_Task directions_
Work through the data below and copy out every line where "dispatcher" is found.

_The input_
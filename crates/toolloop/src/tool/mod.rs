//! Tools and the orchestration loop.
//!
//! # Architecture
//!
//! ```text
//!   ToolDeclaration   : name, description, calling convention
//!       │
//!   ToolHandler       : declaration + execute fn
//!       │
//!   ToolRegistry      : handlers by name; resolve, decode, execute
//!       │
//!   dispatch()        : fan-out / fan-in of one round's invocations
//!       │
//!   ToolLoop          : model ⇄ tools rounds until no tool is requested
//!   run_session()     : seed, run, and return a session in one call
//! ```
//!
//! # Calling conventions
//!
//! A tool is either schema-typed (the model emits a JSON object checked
//! against a JSON Schema) or grammar-constrained (the model emits text
//! generated under a grammar). Both kinds can be declared in the same
//! registry; decoding picks the right path from the declaration.
//!
//! # Faults
//!
//! An invocation of an undeclared tool, arguments that don't decode, and a
//! handler that fails or panics each produce a [`ToolFault`] payload for
//! that invocation. The round still closes and the model sees the error on
//! the next round.
//!
//! # Example
//!
//! ```rust,no_run
//! use serde_json::{json, Value};
//! use tokio_util::sync::CancellationToken;
//! use toolloop::tool::{run_session, tool_fn, JsonSchema, SessionSpec, ToolDeclaration, ToolRegistry};
//!
//! # async fn example(client: &dyn toolloop::DynInferenceClient) -> Result<(), toolloop::LoopError> {
//! let mut registry: ToolRegistry = ToolRegistry::new();
//! registry.declare(tool_fn(
//!     ToolDeclaration::schema(
//!         "listUnreadThreads",
//!         "List unread email threads",
//!         JsonSchema::new(json!({
//!             "type": "object",
//!             "properties": { "limit": { "type": "integer", "minimum": 1 } },
//!             "required": ["limit"]
//!         })),
//!     ),
//!     |args: Value| async move {
//!         let limit = args["limit"].as_u64().unwrap_or(10);
//!         Ok(json!({ "threads": [], "limit": limit }))
//!     },
//! ))?;
//!
//! let run = run_session(
//!     client,
//!     &registry,
//!     SessionSpec {
//!         system: "You triage email.".into(),
//!         user: "What needs a reply today?".into(),
//!         ..Default::default()
//!     },
//!     &(),
//!     &CancellationToken::new(),
//! )
//! .await;
//! println!("{:?}", run.result?.text());
//! # Ok(())
//! # }
//! ```

mod config;
mod declaration;
mod decode;
mod dispatcher;
mod error;
mod handler;
mod helpers;
mod loop_core;
mod loop_sync;
mod output;
mod registry;

pub use config::{LoopConfig, LoopEvent, Outcome, ResponseMode, StepOutcome};
pub use declaration::{CallingConvention, Grammar, GrammarSyntax, JsonSchema, ToolDeclaration};
pub use dispatcher::{DispatchOutcome, dispatch};
pub use error::{ToolError, ToolFault};
pub use handler::{FnToolHandler, HandlerFuture, NoCtxToolHandler, ToolHandler};
pub use helpers::{tool_fn, tool_fn_with_ctx};
pub use loop_core::ToolLoop;
pub use loop_sync::{SessionRun, SessionSpec, run_session};
pub use output::ToolOutput;
pub use registry::ToolRegistry;
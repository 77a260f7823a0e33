//! Conversion between `toolloop` types and Responses API types.

use toolloop::chat::{CallKind, Message, MessageContent, OutputItem, Role, ToolInvocation};
use toolloop::error::LoopError;
use toolloop::response::{ModelResponse, ResponseStatus};
use toolloop::tool::{CallingConvention, ToolDeclaration};
use toolloop::usage::Usage;
use toolloop::InferenceRequest;

use crate::config::OpenAiConfig;
use crate::types::{
    self, ContentPart, ErrorResponse, GrammarFormat, InputContent, InputItem, OutputTextPart,
    Reasoning, Request, ResponseUsage, SummaryText, Tool,
};

// ── Request conversion ───────────────────────────────────────────────

/// Build a Responses API request from an `InferenceRequest` and client
/// config.
pub(crate) fn build_request<'a>(
    request: &'a InferenceRequest,
    config: &'a OpenAiConfig,
    stream: bool,
) -> Result<Request<'a>, LoopError> {
    let generation = &request.generation;
    let input = request
        .input
        .iter()
        .map(convert_message)
        .collect::<Result<Vec<_>, _>>()?;

    Ok(Request {
        model: generation.model.as_deref().unwrap_or(&config.model),
        input,
        tools: request.tools.iter().map(convert_tool).collect(),
        reasoning: generation
            .reasoning_effort
            .or(config.reasoning_effort)
            .map(|effort| Reasoning {
                effort: effort.as_str(),
            }),
        temperature: generation.temperature,
        max_output_tokens: generation.max_output_tokens,
        parallel_tool_calls: generation.parallel_tool_calls,
        store: config.store,
        include: config.include(),
        stream: if stream { Some(true) } else { None },
    })
}

fn convert_tool(declaration: &ToolDeclaration) -> Tool<'_> {
    match &declaration.convention {
        CallingConvention::Schema(schema) => Tool::Function {
            name: &declaration.name,
            description: &declaration.description,
            parameters: schema.as_value(),
        },
        CallingConvention::Grammar(grammar) => Tool::Custom {
            name: &declaration.name,
            description: &declaration.description,
            format: GrammarFormat {
                format_type: "grammar",
                syntax: grammar.syntax.as_str(),
                definition: &grammar.definition,
            },
        },
    }
}

/// Convert one conversation entry to an input item.
///
/// Assistant output items are resent verbatim, and each tool result is
/// sent as the output type matching the call that produced it.
fn convert_message(msg: &Message) -> Result<InputItem, LoopError> {
    match &msg.content {
        MessageContent::Text(text) => Ok(InputItem::Message {
            id: None,
            role: role_str(msg.role)?,
            content: InputContent::Text(text.clone()),
        }),
        MessageContent::Output(item) => Ok(convert_output_item(item)),
        MessageContent::ToolResult(result) => Ok(match result.kind {
            CallKind::Function => InputItem::FunctionCallOutput {
                call_id: result.correlation_id.clone(),
                output: result.payload.clone(),
            },
            CallKind::Custom => InputItem::CustomToolCallOutput {
                call_id: result.correlation_id.clone(),
                output: result.payload.clone(),
            },
        }),
    }
}

fn role_str(role: Role) -> Result<&'static str, LoopError> {
    match role {
        Role::System => Ok("system"),
        Role::User => Ok("user"),
        Role::Assistant => Ok("assistant"),
        Role::ToolResult => Err(LoopError::InvalidRequest(
            "tool result messages must carry a tool result".into(),
        )),
    }
}

fn convert_output_item(item: &OutputItem) -> InputItem {
    match item {
        OutputItem::Message { id, text } => InputItem::Message {
            id: id.clone(),
            role: "assistant",
            content: InputContent::Parts(vec![OutputTextPart {
                part_type: "output_text",
                text: text.clone(),
            }]),
        },
        OutputItem::ToolInvocation(call) => match call.kind {
            CallKind::Function => InputItem::FunctionCall {
                id: call.item_id.clone(),
                call_id: call.correlation_id.clone(),
                name: call.tool_name.clone(),
                arguments: call.raw_arguments.clone(),
            },
            CallKind::Custom => InputItem::CustomToolCall {
                id: call.item_id.clone(),
                call_id: call.correlation_id.clone(),
                name: call.tool_name.clone(),
                input: call.raw_arguments.clone(),
            },
        },
        OutputItem::Reasoning {
            id,
            summary,
            encrypted_content,
        } => InputItem::Reasoning {
            id: id.clone(),
            summary: summary
                .iter()
                .map(|text| SummaryText {
                    part_type: "summary_text",
                    text: text.clone(),
                })
                .collect(),
            encrypted_content: encrypted_content.clone(),
        },
    }
}

// ── Response conversion ──────────────────────────────────────────────

/// Convert a buffered Responses API response.
///
/// A `failed` response becomes [`LoopError::Provider`].
pub(crate) fn convert_response(resp: types::Response) -> Result<ModelResponse, LoopError> {
    if resp.status.as_deref() == Some("failed") {
        return Err(failed_response(resp.error));
    }
    Ok(convert_summary(resp))
}

/// Convert a response without checking its status.
pub(crate) fn convert_summary(resp: types::Response) -> ModelResponse {
    let status = match resp.status.as_deref() {
        Some("incomplete") => ResponseStatus::Incomplete,
        _ => ResponseStatus::Completed,
    };
    ModelResponse {
        id: resp.id,
        model: resp.model,
        status,
        items: resp.output.into_iter().filter_map(convert_item).collect(),
        usage: resp.usage.as_ref().map_or_else(Usage::default, convert_usage),
    }
}

/// Convert one output item. Item types the client doesn't model are
/// dropped.
pub(crate) fn convert_item(item: types::OutputItem) -> Option<OutputItem> {
    match item {
        types::OutputItem::Message { id, content } => {
            let text = content
                .into_iter()
                .filter_map(|part| match part {
                    ContentPart::OutputText { text } => Some(text),
                    ContentPart::Refusal { refusal } => Some(refusal),
                    ContentPart::Unknown => None,
                })
                .collect();
            Some(OutputItem::Message { id: Some(id), text })
        }
        types::OutputItem::FunctionCall {
            id,
            call_id,
            name,
            arguments,
        } => Some(OutputItem::ToolInvocation(ToolInvocation {
            correlation_id: call_id,
            item_id: id,
            tool_name: name,
            raw_arguments: arguments,
            kind: CallKind::Function,
        })),
        types::OutputItem::CustomToolCall {
            id,
            call_id,
            name,
            input,
        } => Some(OutputItem::ToolInvocation(ToolInvocation {
            correlation_id: call_id,
            item_id: id,
            tool_name: name,
            raw_arguments: input,
            kind: CallKind::Custom,
        })),
        types::OutputItem::Reasoning {
            id,
            summary,
            encrypted_content,
        } => Some(OutputItem::Reasoning {
            id,
            summary: summary.into_iter().map(|part| part.text).collect(),
            encrypted_content,
        }),
        types::OutputItem::Unknown => {
            tracing::trace!("skipping unsupported output item");
            None
        }
    }
}

pub(crate) fn convert_usage(usage: &ResponseUsage) -> Usage {
    Usage {
        input_tokens: usage.input_tokens,
        output_tokens: usage.output_tokens,
        reasoning_tokens: usage
            .output_tokens_details
            .as_ref()
            .and_then(|d| d.reasoning_tokens),
    }
}

/// The error carried by a `failed` response.
pub(crate) fn failed_response(error: Option<types::ErrorDetail>) -> LoopError {
    match error {
        Some(detail) => provider_error(detail.code, detail.message),
        None => provider_error(None, "response failed without error details".into()),
    }
}

/// An in-band service error.
///
/// Rate limits and server errors reported inside a response are worth
/// retrying the same way their HTTP equivalents are.
pub(crate) fn provider_error(code: Option<String>, message: String) -> LoopError {
    let code = code.unwrap_or_else(|| "unknown".into());
    let retryable = matches!(code.as_str(), "rate_limit_exceeded" | "server_error");
    LoopError::Provider {
        code,
        message,
        retryable,
    }
}

// ── Error conversion ─────────────────────────────────────────────────

/// Convert an HTTP status + optional error body into a `LoopError`.
pub(crate) fn convert_error(status: http::StatusCode, body: &str) -> LoopError {
    let message = serde_json::from_str::<ErrorResponse>(body)
        .map_or_else(|_| body.to_string(), |e| e.error.message);

    if status == http::StatusCode::UNAUTHORIZED || status == http::StatusCode::FORBIDDEN {
        return LoopError::Auth(message);
    }

    if status == http::StatusCode::BAD_REQUEST {
        return LoopError::InvalidRequest(message);
    }

    let retryable = matches!(status.as_u16(), 429 | 500 | 502 | 503 | 504);

    LoopError::Http {
        status: Some(status),
        message,
        retryable,
    }
}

_Answer box_
mod dispatcher;
pub use dispatcher::{DispatchOutcome, dispatch};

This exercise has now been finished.